9) Thus, I typed in:

length = input("What amino acid length flexible linker would you like a nucleotide sequence for?")

And this asked me for a number like I had hoped. Great.

10) To make this process iterable, I went for my trusty “for” loop. Actually, I tried to make a “while” loop first, but realized I didn’t know how to make it work off the top of my head. So I just ended up making a “for” loop and putting a x = x + 1 statement at the end to effectively turn into a “while” loop. Personally, I think the ends justify the means, and going with what you know works well is a valid option for most basic scripts, when efficiency isn’t a huge priority.

length = 3  #Giving an arbitrary number for testing the script
for x in range(0,length):
    new_codon = codons[randint(0,9)]
    x = x + 1 

11) I then had to be able to keep track of the codons that were pulled during each iteration of the loop. I thus created an empty variable called “linker_sequence” and just added the string for the new codon at the back of “linker_sequence” during each iteration.

linker_sequence = ""  # A blank variable to keep track of things
length = int(length)  # To convert the input text into a number
for x in range(0,length):   
    new_codon = codons[randint(0,9)]  
    linker_sequence = linker_sequence + new_codon  
    x = x + 1

12) Lastly is putting a final print function so it returns the desired string of nucleotides to the user.

print(linker_sequence)

Nice, I think that does it for the script. Super easy and simple!

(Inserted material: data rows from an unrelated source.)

//! Scan policy knobs.
//!
//! Defaults reproduce the tuned candidate space; `ScanConfig::from_env`
//! overrides individual values from `QR_SCAN_*` environment variables.

use crate::decoder::rqrr_decoder::DEFAULT_MAX_PIXELS;
use std::time::Duration;

/// Fixed binarization thresholds (low / mid / high sensitivity)
pub const DEFAULT_THRESHOLDS: [u8; 3] = [100, 128, 150];
/// Enlargement factors applied to the scaled variant groups, in order
pub const DEFAULT_SCALES: [f64; 7] = [2.0, 3.0, 4.0, 5.0, 6.0, 8.0, 10.0];
/// Adaptive threshold window side, in pixels
pub const DEFAULT_ADAPTIVE_BLOCK: usize = 15;
/// Amount subtracted from the local mean
pub const DEFAULT_ADAPTIVE_OFFSET: u8 = 10;
/// Largest encoded image accepted
pub const DEFAULT_MAX_INPUT_BYTES: usize = 10 * 1024 * 1024;
/// Variants decoded together in parallel mode
pub const DEFAULT_PARALLEL_WINDOW: usize = 8;

/// How the (variant, configuration) product is walked
#[derive(Debug, Clone, Copy, PartialEq, Eq, Default)]
pub enum SearchMode {
    /// One attempt at a time, in generation order
    #[default]
    Sequential,
    /// Windows of variants decoded on the rayon pool; the earliest success
    /// in generation order still wins
    Parallel,
}

/// Settings for one scan
#[derive(Debug, Clone, PartialEq)]
pub struct ScanConfig {
    /// Low, mid and high fixed thresholds. The mid one also feeds the
    /// inverted and sharpened threshold variants.
    pub thresholds: [u8; 3],
    /// Adaptive threshold window side (odd)
    pub adaptive_block: usize,
    /// Adaptive threshold offset below the local mean
    pub adaptive_offset: u8,
    /// Enlargement factors, one scaled group per entry
    pub scales: Vec<f64>,
    /// Wall-clock budget for a whole scan
    pub time_budget: Option<Duration>,
    /// Largest encoded image accepted
    pub max_input_bytes: usize,
    /// Largest variant, in pixels, that is built or handed to the decoder
    pub max_pixels: usize,
    /// How the search walks the candidates
    pub mode: SearchMode,
    /// Variants per parallel window
    pub parallel_window: usize,
}

impl Default for ScanConfig {
    fn default() -> Self {
        Self {
            thresholds: DEFAULT_THRESHOLDS,
            adaptive_block: DEFAULT_ADAPTIVE_BLOCK,
            adaptive_offset: DEFAULT_ADAPTIVE_OFFSET,
            scales: DEFAULT_SCALES.to_vec(),
            time_budget: None,
            max_input_bytes: DEFAULT_MAX_INPUT_BYTES,
            max_pixels: DEFAULT_MAX_PIXELS,
            mode: SearchMode::Sequential,
            parallel_window: DEFAULT_PARALLEL_WINDOW,
        }
    }
}

impl ScanConfig {
    /// Defaults overridden by any `QR_SCAN_*` variables that parse
    pub fn from_env() -> Self {
        let defaults = Self::default();
        let budget_ms = parse_env_u64("QR_SCAN_TIME_BUDGET_MS", 0);
        Self {
            thresholds: defaults.thresholds,
            adaptive_block: parse_env_usize("QR_SCAN_ADAPTIVE_BLOCK", defaults.adaptive_block),
            adaptive_offset: parse_env_u8("QR_SCAN_ADAPTIVE_OFFSET", defaults.adaptive_offset),
            scales: parse_env_scales("QR_SCAN_SCALES").unwrap_or(defaults.scales),
            time_budget: (budget_ms > 0).then(|| Duration::from_millis(budget_ms)),
            max_input_bytes: parse_env_usize("QR_SCAN_MAX_INPUT_BYTES", defaults.max_input_bytes),
            max_pixels: parse_env_usize("QR_SCAN_MAX_PIXELS", defaults.max_pixels),
            mode: if parse_env_bool_u8("QR_SCAN_PARALLEL", false) {
                SearchMode::Parallel
            } else {
                SearchMode::Sequential
            },
            parallel_window: parse_env_usize("QR_SCAN_PARALLEL_WINDOW", defaults.parallel_window),
        }
        .normalized()
    }

    /// Clamp values into ranges the transforms accept
    pub fn normalized(mut self) -> Self {
        self.adaptive_block = self.adaptive_block.clamp(3, 255) | 1;
        self.scales.retain(|s| s.is_finite() && *s > 0.0);
        self.max_input_bytes = self.max_input_bytes.max(1);
        self.max_pixels = self.max_pixels.max(1);
        self.parallel_window = self.parallel_window.clamp(1, 128);
        self
    }

    /// Stop the scan once `budget` has elapsed
    pub fn with_time_budget(mut self, budget: Duration) -> Self {
        self.time_budget = Some(budget);
        self
    }

    /// Switch between sequential and parallel search
    pub fn with_mode(mut self, mode: SearchMode) -> Self {
        self.mode = mode;
        self
    }
}

fn parse_env_u64(name: &str, default: u64) -> u64 {
    std::env::var(name)
        .ok()
        .and_then(|v| v.trim().parse::<u64>().ok())
        .unwrap_or(default)
}

fn parse_env_usize(name: &str, default: usize) -> usize {
    std::env::var(name)
        .ok()
        .and_then(|v| v.trim().parse::<usize>().ok())
        .unwrap_or(default)
}

fn parse_env_u8(name: &str, default: u8) -> u8 {
    std::env::var(name)
        .ok()
        .and_then(|v| v.trim().parse::<u8>().ok())
        .unwrap_or(default)
}

fn parse_env_bool_u8(name: &str, default: bool) -> bool {
    std::env::var(name)
        .ok()
        .and_then(|v| v.trim().parse::<u8>().ok())
        .map(|v| v != 0)
        .unwrap_or(default)
}

fn parse_env_scales(name: &str) -> Option<Vec<f64>> {
    std::env::var(name).ok().and_then(|v| parse_scale_list(&v))
}

/// Parse "2,3,4.5" into factors; `None` if any entry is malformed
fn parse_scale_list(value: &str) -> Option<Vec<f64>> {
    value
        .split(',')
        .map(str::trim)
        .filter(|s| !s.is_empty())
        .map(|s| s.parse::<f64>().ok())
        .collect()
}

13) Finally, let’s test the script. I typed in 5 amino acids, and it gave me “TCTAGTTCAGGCTCT” as the output string. I google searched “Transeq” to get to the ebi for a simple codon translator, and translation of the nucleotide sequence above gave “SSSGS” as the protein sequence. So great, it worked! Sure, a little serine heavy, but that’s random chance for you. Should still be perfectly fine as a linker, regardless. Now to finish planning this plasmid…

Note: I’ve posted both the iPython notebook file (.ipynb) and a simple python script (.py) on my Github page. Feel free to use them!